We define the rather large number

   2^2^2^2^2^2^2^2^2^2 : ℕ

without using any kind of recursion.
-----------------------------------

Of course, this can be done with a program of length
2^2^2^2^2^2^2^2^2^2 multiplied by a small factor.

The program succ(succ(succ(...succ(zero)))) will do, by suitably
expanding the dots.

Our program below is shorter.

If you have problems with unicode, read this here instead:
 http://www.cs.bham.ac.uk/~mhe/papers/ordinals/largenumbers.html
 http://www.cs.bham.ac.uk/~mhe/papers/ordinals/largenumbers.lagda

We use Agda, but what we do takes place in its Gӧdel's system T
fragment. In fact, this works in system T *without* the primitive
recursion combinator.

We need a natural numbers type ℕ with zero and successor and nothing
else, in particular no primitive recursion.

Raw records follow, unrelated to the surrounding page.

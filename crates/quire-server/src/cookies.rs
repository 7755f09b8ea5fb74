//! Token cookies.

use axum::http::HeaderMap;
use axum::http::header::COOKIE;
use cookie::time::Duration;
use cookie::{Cookie, SameSite};
use quire_config::{CookieConfig, SameSite as ConfiguredSameSite};

/// Cookie carrying an admin token.
pub(crate) const ADMIN_COOKIE: &str = "adminToken";

/// Cookie carrying a visitor token.
pub(crate) const VISITOR_COOKIE: &str = "visitorToken";

/// Build a token cookie with the configured attributes.
pub(crate) fn token_cookie(
    name: &'static str,
    token: String,
    config: &CookieConfig,
) -> Cookie<'static> {
    let mut builder = Cookie::build((name, token))
        .path(config.path.clone())
        .max_age(Duration::days(i64::from(config.age_days)))
        .secure(config.secure)
        .http_only(config.http_only)
        .same_site(match config.same_site {
            ConfiguredSameSite::Lax => SameSite::Lax,
            ConfiguredSameSite::Strict => SameSite::Strict,
            ConfiguredSameSite::None => SameSite::None,
        });

    if !config.domain.is_empty() {
        builder = builder.domain(config.domain.clone());
    }

    builder.build()
}

/// Collect every non-empty value of cookie `name`.
///
/// Browsers may send the same name more than once (e.g. for different
/// paths), so all occurrences are returned in header order.
pub(crate) fn values<'a>(headers: &'a HeaderMap, name: &str) -> Vec<&'a str> {
    headers
        .get_all(COOKIE)
        .iter()
        .filter_map(|value| value.to_str().ok())
        .flat_map(|header| header.split(';'))
        .filter_map(|pair| {
            let (key, value) = pair.trim().split_once('=')?;
            (key.trim() == name).then(|| value.trim())
        })
        .filter(|value| !value.is_empty())
        .collect()
}
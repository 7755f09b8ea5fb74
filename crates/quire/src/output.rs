//! Colored terminal output.

use console::{Style, Term};

/// Terminal output formatter.
///
/// Messages go to stderr; [`Output::value`] writes to stdout so issued
/// tokens can be piped.
pub(crate) struct Output {
    term: Term,
    stdout: Term,
    green: Style,
    yellow: Style,
    red: Style,
    cyan_bold: Style,
}

impl Output {
    #[must_use]
    pub(crate) fn new() -> Self {
        Self {
            term: Term::stderr(),
            stdout: Term::stdout(),
            green: Style::new().green(),
            yellow: Style::new().yellow(),
            red: Style::new().red(),
            cyan_bold: Style::new().cyan().bold(),
        }
    }

    pub(crate) fn info(&self, msg: &str) {
        let _ = self.term.write_line(msg);
    }

    /// Print a success message (green).
    pub(crate) fn success(&self, msg: &str) {
        let _ = self.term.write_line(&self.green.apply_to(msg).to_string());
    }

    /// Print a warning message (yellow).
    pub(crate) fn warning(&self, msg: &str) {
        let _ = self.term.write_line(&self.yellow.apply_to(msg).to_string());
    }

    /// Print an error message (red).
    pub(crate) fn error(&self, msg: &str) {
        let _ = self.term.write_line(&self.red.apply_to(msg).to_string());
    }

    /// Print a section title (cyan bold).
    pub(crate) fn highlight(&self, msg: &str) {
        let _ = self
            .term
            .write_line(&self.cyan_bold.apply_to(msg).to_string());
    }

    /// Print a bare value to stdout.
    pub(crate) fn value(&self, value: &str) {
        let _ = self.stdout.write_line(value);
    }
}
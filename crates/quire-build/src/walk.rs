use std::path::{Path, PathBuf};

use crate::BuildError;

/// Recursively list regular files under `base`.
///
/// Returns `(relative path with forward slashes, absolute path)` pairs sorted
/// by relative path.
pub(crate) fn walk_files(base: &Path) -> Result<Vec<(String, PathBuf)>, BuildError> {
    let mut result = Vec::new();
    walk_inner(base, base, &mut result)?;
    result.sort();
    Ok(result)
}

fn walk_inner(
    base: &Path,
    dir: &Path,
    result: &mut Vec<(String, PathBuf)>,
) -> Result<(), BuildError> {
    let read_err = |source| BuildError::Output {
        path: dir.to_path_buf(),
        source,
    };
    for entry in std::fs::read_dir(dir).map_err(read_err)? {
        let path = entry.map_err(read_err)?.path();
        if path.is_dir() {
            walk_inner(base, &path, result)?;
        } else if let Ok(rel) = path.strip_prefix(base) {
            // Normalize to forward slashes
            let rel = rel.to_string_lossy().replace('\\', "/");
            result.push((rel, path));
        }
    }
    Ok(())
}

So we may work in the simply typed lambda calculus with a base type ℕ
and constants zero:ℕ and succ:ℕ→ℕ.

The only way to do recursion in Agda is via pattern matching. We
disable it, to be sure:

\begin{code}

{-# OPTIONS --no-pattern-matching #-}

U = Set

data ℕ : U where
 zero : ℕ
 succ : ℕ → ℕ

\end{code}

The idea is to work with Church encodings of natural numbers. But the
goal, as stated above, is to define an element of ℕ.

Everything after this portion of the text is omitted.